Writing is hard, no surprise, nothing new. If you have a favorite quote, a mood board, a list of milestones and corresponding rewards, a favorite thing to wear, or a gift that has nothing to do with writing at all, or even your favorite book -- it's worth adding to your arsenal to have as support when you're running low on the will to write.
Inspiration and motivation come from a lot of different places and things, so there's no reason you can't cultivate it and bring it with you.
Comfort isn't always a fluffy blanket, warm socks, and the right chair - if it is, that's fine I'm not here to tell you what to do.
My version of comfort is found in movement, and journaling, and silence, but it's also found in my robes and pajamas I call "work clothes".
Comfort is anything that helps you feel grounded, more at home, more at ease.
Again, name me one writer who got a novel done while uncomfortable in any way.
Whatever it is that helps you feel grounded, and relaxed enough to climb into your imagination may be the underrated thing you need to include, and protect, in your writing toolbox.

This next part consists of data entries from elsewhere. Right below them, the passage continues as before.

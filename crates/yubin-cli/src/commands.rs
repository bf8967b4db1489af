// SPDX-License-Identifier: Apache-2.0

use std::path::PathBuf;

use clap::{ArgAction, Parser, Subcommand};
use clap_complete::Shell;
use yubin_model::RecordFamily;

#[derive(Parser)]
#[command(name = "yubin")]
#[command(about = "Japan Post postal-code catalog builder and lookup")]
#[command(version)]
pub(crate) struct Cli {
    /// Print results and errors as single-line JSON.
    #[arg(long, global = true, default_value_t = false)]
    pub json: bool,
    #[arg(long, global = true, default_value_t = false)]
    pub quiet: bool,
    #[arg(long, global = true, action = ArgAction::Count)]
    pub verbose: u8,
    #[command(subcommand)]
    pub command: Option<Commands>,
}

#[derive(Subcommand)]
pub(crate) enum Commands {
    /// Normalize a KEN_ALL or JIGYOSYO file and replace its catalog table.
    Ingest {
        #[arg(long, value_parser = parse_family)]
        family: RecordFamily,
        #[arg(long)]
        input: PathBuf,
        /// Defaults to `YUBIN_CATALOG_DB`, then the data directory.
        #[arg(long)]
        db: Option<PathBuf>,
        /// WHATWG label overriding the family default.
        #[arg(long)]
        encoding: Option<String>,
        /// Manifest and debug dump directory; defaults to the db directory.
        #[arg(long)]
        output_root: Option<PathBuf>,
        #[arg(long, default_value_t = false)]
        emit_normalized_debug: bool,
        /// Re-read the debug dump and compare counts before swapping tables.
        #[arg(long, default_value_t = false, requires = "emit_normalized_debug")]
        replay: bool,
        #[arg(long, default_value_t = false)]
        no_manifest: bool,
    },
    /// Look up catalog rows by zipcode, address or company.
    Query {
        #[arg(long, value_parser = parse_family, default_value = "ken_all")]
        family: RecordFamily,
        #[arg(long)]
        zipcode: Option<String>,
        #[arg(long)]
        address: Option<String>,
        #[arg(long)]
        company: Option<String>,
        #[arg(long)]
        limit: Option<usize>,
        #[arg(long)]
        cursor: Option<String>,
        #[arg(long)]
        db: Option<PathBuf>,
    },
    /// Report schema version, tables, metadata and the zipcode query plan.
    InspectDb {
        #[arg(long)]
        db: Option<PathBuf>,
        #[arg(long, default_value_t = 3)]
        sample_rows: usize,
    },
    /// Compare record ids between two normalized debug dumps.
    DiffNormalized {
        #[arg(long)]
        base: PathBuf,
        #[arg(long)]
        target: PathBuf,
    },
    Completion {
        #[arg(value_enum)]
        shell: Shell,
    },
}

fn parse_family(raw: &str) -> Result<RecordFamily, String> {
    RecordFamily::parse(raw).map_err(|e| e.0)
}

While I think it's easy to get swept up in choosing the things that will keep us going when we embark on a project, I think it's equally as important to include the things that help us slow down, take a breath, and check in every now and again.
This can look like planned breaks, creative projects, reading a book alongside working on your project, a standing regular date with a friend -- whatever it is -- at its core helps ground you back to yourself, and helps you hold off that burned-out feeling and keep your head in the proverbial writing game.
Do you have a writing toolkit? Favorite things that have become an integral part of your writing ritual or routine?